7. The method for preparing the catalyst for propane dehydrogenation as described in claim 3, characterized in that, Includes at least one of the following A and B: A. In step S1, the aluminum source includes at least one of aluminum sulfate, aluminum nitrate, aluminum chloride, aluminate, or tetrahydroxyaluminate. B. In step S1, the chromium source includes a trivalent chromium source, which includes at least one of chromium nitrate, chromium acetate, chromium oxalate, chromium sulfate, chromate, dichromate, or chromium oxide.

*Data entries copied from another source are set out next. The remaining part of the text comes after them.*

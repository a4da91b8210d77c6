//! Routes, travel classes and the fare table

use rust_decimal::Decimal;
use rust_decimal_macros::dec;
use serde::{Deserialize, Serialize};
use std::collections::{BTreeMap, HashMap};

/// Fare charged when a route/class pair is missing from the table
pub const DEFAULT_PRICE: Decimal = dec!(150.00);

/// Routes offered in the "Buy Ticket" menu, in menu order
#[derive(Debug, Clone, Copy, PartialEq, Eq, Hash, PartialOrd, Ord, Serialize, Deserialize)]
pub enum Route {
    #[serde(rename = "JHB-CPT")]
    JhbCpt,
    #[serde(rename = "JHB-DBN")]
    JhbDbn,
    #[serde(rename = "CPT-PE")]
    CptPe,
}

impl Route {
    pub const ALL: [Route; 3] = [Route::JhbCpt, Route::JhbDbn, Route::CptPe];

    /// Menu option ("1", "2", ...) to route
    pub fn from_option(option: &str) -> Option<Self> {
        match option {
            "1" => Some(Route::JhbCpt),
            "2" => Some(Route::JhbDbn),
            "3" => Some(Route::CptPe),
            _ => None,
        }
    }

    pub fn code(self) -> &'static str {
        match self {
            Route::JhbCpt => "JHB-CPT",
            Route::JhbDbn => "JHB-DBN",
            Route::CptPe => "CPT-PE",
        }
    }

    pub fn origin(self) -> &'static str {
        match self {
            Route::JhbCpt | Route::JhbDbn => "Johannesburg",
            Route::CptPe => "Cape Town",
        }
    }

    pub fn destination(self) -> &'static str {
        match self {
            Route::JhbCpt => "Cape Town",
            Route::JhbDbn => "Durban",
            Route::CptPe => "Port Elizabeth",
        }
    }

    pub fn label(self) -> String {
        format!("{} - {}", self.origin(), self.destination())
    }
}

/// Seating class
#[derive(Debug, Clone, Copy, PartialEq, Eq, Hash, PartialOrd, Ord, Serialize, Deserialize)]
pub enum TravelClass {
    Economy,
    Business,
    FirstClass,
}

impl TravelClass {
    pub const ALL: [TravelClass; 3] = [
        TravelClass::Economy,
        TravelClass::Business,
        TravelClass::FirstClass,
    ];

    pub fn from_option(option: &str) -> Option<Self> {
        match option {
            "1" => Some(TravelClass::Economy),
            "2" => Some(TravelClass::Business),
            "3" => Some(TravelClass::FirstClass),
            _ => None,
        }
    }

    pub fn key(self) -> &'static str {
        match self {
            TravelClass::Economy => "Economy",
            TravelClass::Business => "Business",
            TravelClass::FirstClass => "FirstClass",
        }
    }

    pub fn label(self) -> &'static str {
        match self {
            TravelClass::Economy => "Economy",
            TravelClass::Business => "Business",
            TravelClass::FirstClass => "First Class",
        }
    }
}

/// Fares keyed by route and class
#[derive(Debug, Clone, Default)]
pub struct PriceTable {
    fares: HashMap<(Route, TravelClass), Decimal>,
}

impl PriceTable {
    /// The published fares, in rand
    pub fn standard() -> Self {
        let fares = [
            (Route::JhbCpt, [dec!(150.00), dec!(300.00), dec!(500.00)]),
            (Route::JhbDbn, [dec!(120.00), dec!(240.00), dec!(400.00)]),
            (Route::CptPe, [dec!(100.00), dec!(200.00), dec!(350.00)]),
        ]
        .into_iter()
        .flat_map(|(route, prices)| {
            TravelClass::ALL
                .into_iter()
                .zip(prices)
                .map(move |(class, price)| ((route, class), price))
        })
        .collect();
        Self { fares }
    }

    #[cfg(test)]
    pub fn with_fare(mut self, route: Route, class: TravelClass, price: Decimal) -> Self {
        self.fares.insert((route, class), price);
        self
    }

    /// Fare for a route/class pair. Missing pairs fall back to
    /// [`DEFAULT_PRICE`] instead of failing the purchase.
    pub fn lookup(&self, route: Route, class: TravelClass) -> Decimal {
        match self.fares.get(&(route, class)) {
            Some(price) => *price,
            None => {
                tracing::warn!(
                    route = route.code(),
                    class = class.key(),
                    default = %DEFAULT_PRICE,
                    "No fare configured, using default price"
                );
                DEFAULT_PRICE
            }
        }
    }

    /// Nested `route -> class -> price` view for reporting
    pub fn by_route(&self) -> BTreeMap<&'static str, BTreeMap<&'static str, Decimal>> {
        let mut view: BTreeMap<_, BTreeMap<_, _>> = BTreeMap::new();
        for ((route, class), price) in &self.fares {
            view.entry(route.code())
                .or_default()
                .insert(class.key(), *price);
        }
        view
    }
}
//! USSD sessions
//!
//! A session is one caller's walk through the menu, keyed by the
//! gateway-supplied session id.

mod store;
mod sweeper;

pub use store::SessionStore;
pub use sweeper::spawn_sweeper;

use crate::menu::{MenuState, Selection};
use chrono::{DateTime, Utc};
use rust_decimal::Decimal;
use serde::{Deserialize, Serialize};

/// One caller's progress through the menu tree
#[derive(Debug, Clone, PartialEq, Serialize, Deserialize)]
pub struct Session {
    pub session_id: String,
    pub phone_number: String,
    pub state: MenuState,
    /// Full accumulated input of the latest request
    pub last_command: String,
    pub started_at: DateTime<Utc>,
    pub selection: Selection,
}

impl Session {
    pub fn new(
        session_id: impl Into<String>,
        phone_number: impl Into<String>,
        started_at: DateTime<Utc>,
    ) -> Self {
        Self {
            session_id: session_id.into(),
            phone_number: phone_number.into(),
            state: MenuState::MainMenu,
            last_command: String::new(),
            started_at,
            selection: Selection::default(),
        }
    }

    /// Fare counted as pending revenue while this session is live
    pub fn reserved_amount(&self) -> Option<Decimal> {
        if self.state.holds_reservation() {
            self.selection.price
        } else {
            None
        }
    }

    pub fn age(&self, now: DateTime<Utc>) -> chrono::Duration {
        now - self.started_at
    }
}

8. The method for preparing the catalyst for propane dehydrogenation as described in claim 3, characterized in that, Includes at least one of the following CE markings: C. In step S1, the zirconium source includes a zirconium salt or a zirconium oxide, and the zirconium salt includes at least one of zirconium nitrate, zirconium carbonate, zirconium basic carbonate, zirconium sulfate or zirconate. D. In step S1, the alkali metal source includes a salt of an alkali metal or an oxide of an alkali metal, wherein the alkali metal salt includes at least one of an alkali metal halide, sulfate, carbonate, nitrate, phosphate, chromate, tungstate, aluminate, aluminate, and zirconate. E. In step S1, the tungsten source includes at least one of tungstate, metatungstate, or acetate.

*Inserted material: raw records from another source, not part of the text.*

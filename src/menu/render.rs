//! Screen text for every menu node

use super::pricing::{PriceTable, Route, TravelClass};
use chrono::NaiveDate;
use rust_decimal::Decimal;
use std::fmt::Write;

const BRAND: &str = "Africa Railways";
const DIAL_CODE: &str = "*123#";

/// Text shown to the caller and whether the session stays open
#[derive(Debug, Clone, PartialEq, Eq)]
pub enum Reply {
    /// `CON`: more input expected
    Continue(String),
    /// `END`: the gateway closes the session
    End(String),
}

impl Reply {
    pub fn is_end(&self) -> bool {
        matches!(self, Reply::End(_))
    }

    pub fn text(&self) -> &str {
        match self {
            Reply::Continue(text) | Reply::End(text) => text,
        }
    }

    /// Wire format: protocol marker, a space, then the screen
    pub fn to_wire(&self) -> String {
        match self {
            Reply::Continue(text) => format!("CON {text}"),
            Reply::End(text) => format!("END {text}"),
        }
    }
}

pub fn main_menu() -> Reply {
    Reply::Continue(format!(
        "Welcome to {BRAND}\n1. Buy Ticket\n2. Check Ticket\n3. My Tickets\n4. Help"
    ))
}

pub fn route_menu() -> Reply {
    let mut text = String::from("Select Route:");
    for (i, route) in Route::ALL.iter().enumerate() {
        let _ = write!(text, "\n{}. {}", i + 1, route.label());
    }
    text.push_str("\n0. Back");
    Reply::Continue(text)
}

pub fn date_menu() -> Reply {
    Reply::Continue("Select Date:\n1. Today\n2. Tomorrow\n0. Back".to_string())
}

/// Class list priced for the chosen route
pub fn class_menu(prices: &PriceTable, route: Route) -> Reply {
    let mut text = String::from("Select Class:");
    for (i, class) in TravelClass::ALL.iter().enumerate() {
        let price = prices.lookup(route, *class);
        let _ = write!(text, "\n{}. {} (R{})", i + 1, class.label(), price.normalize());
    }
    text.push_str("\n0. Back");
    Reply::Continue(text)
}

pub fn confirm_menu(
    route: Route,
    date: NaiveDate,
    today: NaiveDate,
    class: TravelClass,
    price: Decimal,
) -> Reply {
    Reply::Continue(format!(
        "Confirm Purchase:\nRoute: {}\nDate: {}\nClass: {}\nPrice: R{price:.2}\n\n\
         1. Pay with M-Pesa\n2. Pay with Card\n0. Cancel",
        route.label(),
        date_label(date, today),
        class.label(),
    ))
}

pub fn payment_initiated(amount: Decimal, wallet: &str) -> Reply {
    Reply::End(format!(
        "Payment initiated!\nAmount: R{amount:.2}\n\
         You will receive an SMS with your ticket details.\n\
         Wallet: 0x{wallet}\nThank you for choosing {BRAND}!"
    ))
}

pub fn ticket_prompt() -> Reply {
    Reply::Continue("Enter your ticket number:".to_string())
}

pub fn ticket_lookup(ticket_number: &str) -> Reply {
    Reply::End(format!(
        "Ticket {ticket_number}:\nStatus check requested.\n\
         You will receive an SMS with the ticket status."
    ))
}

pub fn my_tickets() -> Reply {
    Reply::End(
        "Your Tickets:\n1. JHB-CPT (Today, 14:00)\n2. CPT-JHB (Tomorrow, 09:00)\n\n\
         Tickets are stored in your wallet."
            .to_string(),
    )
}

pub fn help() -> Reply {
    Reply::End(format!(
        "{BRAND} Help:\nCall: 0800 RAILWAY\nWhatsApp: +27 82 123 4567\nEmail: help@africarailways.com"
    ))
}

pub fn invalid_selection() -> Reply {
    Reply::End(format!("Invalid selection.\nPlease dial {DIAL_CODE} to try again."))
}

fn date_label(date: NaiveDate, today: NaiveDate) -> String {
    match (date - today).num_days() {
        0 => "Today".to_string(),
        1 => "Tomorrow".to_string(),
        _ => date.format("%Y-%m-%d").to_string(),
    }
}
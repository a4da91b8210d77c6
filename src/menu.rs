//! USSD menu state machine
//!
//! Pure transitions keyed by the stored menu state and the caller's latest
//! keypress. Effects are returned, never executed here.

mod effect;
pub mod input;
pub mod pricing;
pub mod render;
mod state;
mod transition;

#[cfg(test)]
mod proptests;

pub use effect::{Effect, PaymentMethod};
pub use input::Input;
pub use pricing::{PriceTable, Route, TravelClass};
pub use render::Reply;
pub use state::{MenuState, Selection};
pub use transition::{transition, MenuContext, TransitionResult};

#[cfg(test)]
pub use state::SelectionUpdate;
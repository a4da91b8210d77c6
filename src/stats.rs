//! Gateway request and session counters
//!
//! Observability only. Nothing in the menu flow reads these back.

use crate::clock::Clock;
use chrono::{DateTime, NaiveDate, Utc};
use serde::Serialize;
use std::sync::Arc;
use std::time::Duration;
use tokio::sync::Mutex;

/// Point-in-time copy of the counters
#[derive(Debug, Clone, PartialEq, Serialize)]
pub struct StatsSnapshot {
    /// Day the `*_sessions` counters belong to
    pub day: NaiveDate,
    pub total_sessions_today: u64,
    pub successful_sessions: u64,
    pub failed_sessions: u64,
    pub request_count: u64,
    pub total_response_time_ms: u64,
    pub peak_sessions: usize,
    /// When the most recent session was created
    pub last_session_at: Option<DateTime<Utc>>,
    pub started_at: DateTime<Utc>,
}

impl StatsSnapshot {
    /// Successful sessions as a percentage of today's sessions
    #[allow(clippy::cast_precision_loss)]
    pub fn success_rate(&self) -> f64 {
        if self.total_sessions_today == 0 {
            return 0.0;
        }
        self.successful_sessions as f64 / self.total_sessions_today as f64 * 100.0
    }

    pub fn average_response_time_ms(&self) -> u64 {
        self.total_response_time_ms
            .checked_div(self.request_count)
            .unwrap_or(0)
    }
}

/// Shared counters
pub struct Stats {
    inner: Mutex<StatsSnapshot>,
    clock: Arc<dyn Clock>,
}

impl Stats {
    pub fn new(clock: Arc<dyn Clock>) -> Self {
        let inner = StatsSnapshot {
            day: clock.today(),
            total_sessions_today: 0,
            successful_sessions: 0,
            failed_sessions: 0,
            request_count: 0,
            total_response_time_ms: 0,
            peak_sessions: 0,
            last_session_at: None,
            started_at: clock.now(),
        };
        Self {
            inner: Mutex::new(inner),
            clock,
        }
    }

    /// A new session was created; `active` is the live count including it
    pub async fn session_started(&self, active: usize) {
        let mut stats = self.current().await;
        stats.total_sessions_today += 1;
        stats.peak_sessions = stats.peak_sessions.max(active);
        stats.last_session_at = Some(self.clock.now());
    }

    /// A ticket purchase completed
    pub async fn session_succeeded(&self) {
        self.current().await.successful_sessions += 1;
    }

    /// A session ended on invalid input or an unknown session id
    pub async fn session_failed(&self) {
        self.current().await.failed_sessions += 1;
    }

    pub async fn record_request(&self, elapsed: Duration) {
        let mut stats = self.inner.lock().await;
        stats.request_count += 1;
        stats.total_response_time_ms += u64::try_from(elapsed.as_millis()).unwrap_or(u64::MAX);
    }

    pub async fn snapshot(&self) -> StatsSnapshot {
        self.current().await.clone()
    }

    /// Lock the counters, resetting the daily ones first if the day changed
    async fn current(&self) -> tokio::sync::MutexGuard<'_, StatsSnapshot> {
        let today = self.clock.today();
        let mut stats = self.inner.lock().await;
        if stats.day != today {
            tracing::info!(
                previous = %stats.day,
                sessions = stats.total_sessions_today,
                "Day rolled over, resetting session counters"
            );
            stats.day = today;
            stats.total_sessions_today = 0;
            stats.successful_sessions = 0;
            stats.failed_sessions = 0;
        }
        stats
    }
}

9. The method for preparing the catalyst for propane dehydrogenation as described in claim 3, characterized in that, Includes at least one of the following FH: F. In step S1, the precipitant in the aqueous solution of the precipitant is selected from at least one of ammonia, ammonium carbonate, ammonium bicarbonate, sodium hydroxide, potassium hydroxide, sodium carbonate, and potassium carbonate. G. In step S1, the concentration of the precipitant in the aqueous solution of the precipitant is 0.1-1.5 mol / L; H. In step S2, the dripping rate is 0.1-10 mL / min.
10. A method for producing propylene by propane dehydrogenation, characterized in that, The process includes the following steps: placing the catalyst according to claim 1 or 2 in a reactor, activating the catalyst by introducing hydrogen into the reactor, then introducing propane into the reactor to carry out a dehydrogenation reaction, and after the dehydrogenation reaction is completed, obtaining the catalyst after the dehydrogenation reaction and the dehydrogenation reaction product.